___ Extracted entries

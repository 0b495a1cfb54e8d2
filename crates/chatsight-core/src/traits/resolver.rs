// SPDX-FileCopyrightText: 2026 Chatsight Contributors
// SPDX-License-Identifier: MIT OR Apache-2.0

//! Project configuration resolver trait.

use async_trait::async_trait;

use crate::error::ChatsightError;
use crate::types::ProjectConfig;

/// Resolves the external project configuration driving a conversation's
/// analysis. Always fetched fresh; implementations must not cache.
#[async_trait]
pub trait ProjectResolver: Send + Sync {
    async fn project_config(&self, project_id: &str) -> Result<ProjectConfig, ChatsightError>;
}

______

▸ **Your instructions**: All lines from the one with "filename crates/chatsight-core/src/traits/resolver.rs" through the end of the records need to be copied exactly, and no other lines.

▸ **Solution to this exercise**:
filename crates/chatsight-core/src/traits/resolver.rs
// SPDX-FileCopyrightText: 2026 Chatsight Contributors
// SPDX-License-Identifier: MIT OR Apache-2.0

//! Project configuration resolver trait.

use async_trait::async_trait;

use crate::error::ChatsightError;
use crate::types::ProjectConfig;

/// Resolves the external project configuration driving a conversation's
/// analysis. Always fetched fresh; implementations must not cache.
#[async_trait]
pub trait ProjectResolver: Send + Sync {
    async fn project_config(&self, project_id: &str) -> Result<ProjectConfig, ChatsightError>;
}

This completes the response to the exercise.